[Stored items]
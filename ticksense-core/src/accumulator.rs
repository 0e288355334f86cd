//! Per-measurement accumulation state
//!
//! One [`MeasurementAccumulator`] sits beside every definition in the
//! registry. It carries the acquisition progress counters the scheduler
//! steps through and the running aggregate the pipeline sends.
//!
//! ## Aggregation
//!
//! Numeric readings fold into `{sum, min, max}`; the first sample seeds all
//! three. Text readings replace the previous value and pin the sample count
//! to one.
//!
//! ## Counters
//!
//! `acquisitions_started` and `acquisitions_finished` count progress through
//! one period. Outside a desync window `finished <= started <= finished + 1`.

use crate::measurement::{Reading, ReadingText, ValueKind};

/// Running aggregate for one measurement
#[derive(Debug, Clone, PartialEq, Default)]
pub enum Aggregate {
    /// Nothing folded yet
    #[default]
    Empty,
    /// Integer sum with bounds
    Integer {
        /// Sum of all folded values
        sum: i64,
        /// Smallest folded value
        min: i64,
        /// Largest folded value
        max: i64,
    },
    /// Float sum with bounds
    Float {
        /// Sum of all folded values
        sum: f32,
        /// Smallest folded value
        min: f32,
        /// Largest folded value
        max: f32,
    },
    /// Last text value
    Text(ReadingText),
}

impl Aggregate {
    fn seed(reading: &Reading) -> Self {
        match reading {
            Reading::Integer(v) => Self::Integer { sum: *v, min: *v, max: *v },
            Reading::Float(v) => Self::Float { sum: *v, min: *v, max: *v },
            Reading::Text(s) => Self::Text(s.clone()),
        }
    }

    /// Fold one more reading in. Returns false if the reading cannot be
    /// combined with the aggregate.
    fn fold(&mut self, reading: &Reading) -> bool {
        if let Self::Empty = self {
            *self = Self::seed(reading);
            return true;
        }
        match (self, reading) {
            (Self::Integer { sum, min, max }, Reading::Integer(v)) => {
                *sum = sum.wrapping_add(*v);
                widen_bounds(min, max, *v);
                true
            }
            (Self::Float { sum, min, max }, Reading::Float(v)) => {
                *sum += *v;
                widen_bounds(min, max, *v);
                true
            }
            (Self::Text(current), Reading::Text(s)) => {
                *current = s.clone();
                true
            }
            _ => false,
        }
    }
}

fn widen_bounds<T: Copy + PartialOrd>(min: &mut T, max: &mut T, v: T) {
    if v > *max {
        *max = v;
    } else if v < *min {
        *min = v;
    }
}

/// Mutable per-measurement state
#[derive(Debug, Clone, PartialEq, Default)]
pub struct MeasurementAccumulator {
    pub(crate) value_kind: ValueKind,
    pub(crate) samples_taken: u32,
    pub(crate) acquisitions_started: u32,
    pub(crate) acquisitions_finished: u32,
    pub(crate) is_acquiring: bool,
    pub(crate) collection_time_estimate: u32,
    pub(crate) aggregate: Aggregate,
    pub(crate) pending_ack: bool,
    pub(crate) instant_send_requested: bool,
}

impl MeasurementAccumulator {
    /// Fresh accumulator for a sensor of the given kind.
    pub fn new(value_kind: ValueKind, collection_time_estimate: u32) -> Self {
        Self {
            value_kind,
            collection_time_estimate,
            ..Self::default()
        }
    }

    /// Value type reported by the sensor
    pub fn value_kind(&self) -> ValueKind {
        self.value_kind
    }

    /// Samples contributing to the current aggregate
    pub fn samples_taken(&self) -> u32 {
        self.samples_taken
    }

    /// Acquisitions started this period
    pub fn acquisitions_started(&self) -> u32 {
        self.acquisitions_started
    }

    /// Acquisitions finished this period
    pub fn acquisitions_finished(&self) -> u32 {
        self.acquisitions_finished
    }

    /// An acquisition is in flight
    pub fn is_acquiring(&self) -> bool {
        self.is_acquiring
    }

    /// Last known collection time (milliseconds)
    pub fn collection_time_estimate(&self) -> u32 {
        self.collection_time_estimate
    }

    /// Current aggregate
    pub fn aggregate(&self) -> &Aggregate {
        &self.aggregate
    }

    /// Included in a batch that has not been acknowledged
    pub fn pending_ack(&self) -> bool {
        self.pending_ack
    }

    /// An out-of-band send was requested
    pub fn instant_send_requested(&self) -> bool {
        self.instant_send_requested
    }

    /// An acquisition was started and not yet collected
    #[inline]
    pub fn is_in_flight(&self) -> bool {
        self.acquisitions_started > self.acquisitions_finished
    }

    /// Arithmetic mean of the numeric aggregate.
    pub fn mean(&self) -> Option<f64> {
        if self.samples_taken == 0 {
            return None;
        }
        let n = self.samples_taken as f64;
        match self.aggregate {
            Aggregate::Integer { sum, .. } => Some(sum as f64 / n),
            Aggregate::Float { sum, .. } => Some(sum as f64 / n),
            _ => None,
        }
    }

    /// Fold a successful reading into the aggregate.
    pub fn fold(&mut self, reading: &Reading) -> bool {
        if reading.kind() != self.value_kind {
            meas_warn!("Reading kind {:?} does not match {:?}", reading.kind(), self.value_kind);
            return false;
        }
        if self.samples_taken == 0 {
            self.aggregate = Aggregate::Empty;
        }
        if !self.aggregate.fold(reading) {
            meas_warn!("Reading kind {:?} does not match aggregate", reading.kind());
            return false;
        }
        match self.aggregate {
            Aggregate::Text(_) => self.samples_taken = 1,
            _ => self.samples_taken = self.samples_taken.saturating_add(1),
        }
        match &self.aggregate {
            Aggregate::Integer { sum, min, max } => {
                meas_debug!("Sum : {}, Min : {}, Max : {}", sum, min, max);
            }
            Aggregate::Float { sum, min, max } => {
                meas_debug!("Sum : {:.3}, Min : {:.3}, Max : {:.3}", sum, min, max);
            }
            Aggregate::Text(s) => {
                meas_debug!("Value : {}", s.as_str());
            }
            Aggregate::Empty => {}
        }
        true
    }

    /// Zero the aggregate and progress counters.
    pub fn reset(&mut self) {
        self.aggregate = Aggregate::Empty;
        self.samples_taken = 0;
        self.acquisitions_started = 0;
        self.acquisitions_finished = 0;
    }

    /// Zero only the progress counters.
    pub fn reset_counters(&mut self) {
        self.acquisitions_started = 0;
        self.acquisitions_finished = 0;
    }

    /// Snapshot carrying a single instant reading.
    pub fn from_reading(reading: &Reading) -> Self {
        let mut acc = Self::new(reading.kind(), 0);
        acc.fold(reading);
        acc
    }
}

** YOUR ASSIGNMENT **
What is needed is a word-for-word copy of the records.

** WRITTEN REPLY **
filename ticksense-core/src/accumulator.rs
repository 0e288355334f86cd
//! Per-measurement accumulation state
//!
//! One [`MeasurementAccumulator`] sits beside every definition in the
//! registry. It carries the acquisition progress counters the scheduler
//! steps through and the running aggregate the pipeline sends.
//!
//! ## Aggregation
//!
//! Numeric readings fold into `{sum, min, max}`; the first sample seeds all
//! three. Text readings replace the previous value and pin the sample count
//! to one.
//!
//! ## Counters
//!
//! `acquisitions_started` and `acquisitions_finished` count progress through
//! one period. Outside a desync window `finished <= started <= finished + 1`.

use crate::measurement::{Reading, ReadingText, ValueKind};

/// Running aggregate for one measurement
#[derive(Debug, Clone, PartialEq, Default)]
pub enum Aggregate {
    /// Nothing folded yet
    #[default]
    Empty,
    /// Integer sum with bounds
    Integer {
        /// Sum of all folded values
        sum: i64,
        /// Smallest folded value
        min: i64,
        /// Largest folded value
        max: i64,
    },
    /// Float sum with bounds
    Float {
        /// Sum of all folded values
        sum: f32,
        /// Smallest folded value
        min: f32,
        /// Largest folded value
        max: f32,
    },
    /// Last text value
    Text(ReadingText),
}

impl Aggregate {
    fn seed(reading: &Reading) -> Self {
        match reading {
            Reading::Integer(v) => Self::Integer { sum: *v, min: *v, max: *v },
            Reading::Float(v) => Self::Float { sum: *v, min: *v, max: *v },
            Reading::Text(s) => Self::Text(s.clone()),
        }
    }

    /// Fold one more reading in. Returns false if the reading cannot be
    /// combined with the aggregate.
    fn fold(&mut self, reading: &Reading) -> bool {
        if let Self::Empty = self {
            *self = Self::seed(reading);
            return true;
        }
        match (self, reading) {
            (Self::Integer { sum, min, max }, Reading::Integer(v)) => {
                *sum = sum.wrapping_add(*v);
                widen_bounds(min, max, *v);
                true
            }
            (Self::Float { sum, min, max }, Reading::Float(v)) => {
                *sum += *v;
                widen_bounds(min, max, *v);
                true
            }
            (Self::Text(current), Reading::Text(s)) => {
                *current = s.clone();
                true
            }
            _ => false,
        }
    }
}

fn widen_bounds<T: Copy + PartialOrd>(min: &mut T, max: &mut T, v: T) {
    if v > *max {
        *max = v;
    } else if v < *min {
        *min = v;
    }
}

/// Mutable per-measurement state
#[derive(Debug, Clone, PartialEq, Default)]
pub struct MeasurementAccumulator {
    pub(crate) value_kind: ValueKind,
    pub(crate) samples_taken: u32,
    pub(crate) acquisitions_started: u32,
    pub(crate) acquisitions_finished: u32,
    pub(crate) is_acquiring: bool,
    pub(crate) collection_time_estimate: u32,
    pub(crate) aggregate: Aggregate,
    pub(crate) pending_ack: bool,
    pub(crate) instant_send_requested: bool,
}

impl MeasurementAccumulator {
    /// Fresh accumulator for a sensor of the given kind.
    pub fn new(value_kind: ValueKind, collection_time_estimate: u32) -> Self {
        Self {
            value_kind,
            collection_time_estimate,
            ..Self::default()
        }
    }

    /// Value type reported by the sensor
    pub fn value_kind(&self) -> ValueKind {
        self.value_kind
    }

    /// Samples contributing to the current aggregate
    pub fn samples_taken(&self) -> u32 {
        self.samples_taken
    }

    /// Acquisitions started this period
    pub fn acquisitions_started(&self) -> u32 {
        self.acquisitions_started
    }

    /// Acquisitions finished this period
    pub fn acquisitions_finished(&self) -> u32 {
        self.acquisitions_finished
    }

    /// An acquisition is in flight
    pub fn is_acquiring(&self) -> bool {
        self.is_acquiring
    }

    /// Last known collection time (milliseconds)
    pub fn collection_time_estimate(&self) -> u32 {
        self.collection_time_estimate
    }

    /// Current aggregate
    pub fn aggregate(&self) -> &Aggregate {
        &self.aggregate
    }

    /// Included in a batch that has not been acknowledged
    pub fn pending_ack(&self) -> bool {
        self.pending_ack
    }

    /// An out-of-band send was requested
    pub fn instant_send_requested(&self) -> bool {
        self.instant_send_requested
    }

    /// An acquisition was started and not yet collected
    #[inline]
    pub fn is_in_flight(&self) -> bool {
        self.acquisitions_started > self.acquisitions_finished
    }

    /// Arithmetic mean of the numeric aggregate.
    pub fn mean(&self) -> Option<f64> {
        if self.samples_taken == 0 {
            return None;
        }
        let n = self.samples_taken as f64;
        match self.aggregate {
            Aggregate::Integer { sum, .. } => Some(sum as f64 / n),
            Aggregate::Float { sum, .. } => Some(sum as f64 / n),
            _ => None,
        }
    }

    /// Fold a successful reading into the aggregate.
    pub fn fold(&mut self, reading: &Reading) -> bool {
        if reading.kind() != self.value_kind {
            meas_warn!("Reading kind {:?} does not match {:?}", reading.kind(), self.value_kind);
            return false;
        }
        if self.samples_taken == 0 {
            self.aggregate = Aggregate::Empty;
        }
        if !self.aggregate.fold(reading) {
            meas_warn!("Reading kind {:?} does not match aggregate", reading.kind());
            return false;
        }
        match self.aggregate {
            Aggregate::Text(_) => self.samples_taken = 1,
            _ => self.samples_taken = self.samples_taken.saturating_add(1),
        }
        match &self.aggregate {
            Aggregate::Integer { sum, min, max } => {
                meas_debug!("Sum : {}, Min : {}, Max : {}", sum, min, max);
            }
            Aggregate::Float { sum, min, max } => {
                meas_debug!("Sum : {:.3}, Min : {:.3}, Max : {:.3}", sum, min, max);
            }
            Aggregate::Text(s) => {
                meas_debug!("Value : {}", s.as_str());
            }
            Aggregate::Empty => {}
        }
        true
    }

    /// Zero the aggregate and progress counters.
    pub fn reset(&mut self) {
        self.aggregate = Aggregate::Empty;
        self.samples_taken = 0;
        self.acquisitions_started = 0;
        self.acquisitions_finished = 0;
    }

    /// Zero only the progress counters.
    pub fn reset_counters(&mut self) {
        self.acquisitions_started = 0;
        self.acquisitions_finished = 0;
    }

    /// Snapshot carrying a single instant reading.
    pub fn from_reading(reading: &Reading) -> Self {
        let mut acc = Self::new(reading.kind(), 0);
        acc.fold(reading);
        acc
    }
}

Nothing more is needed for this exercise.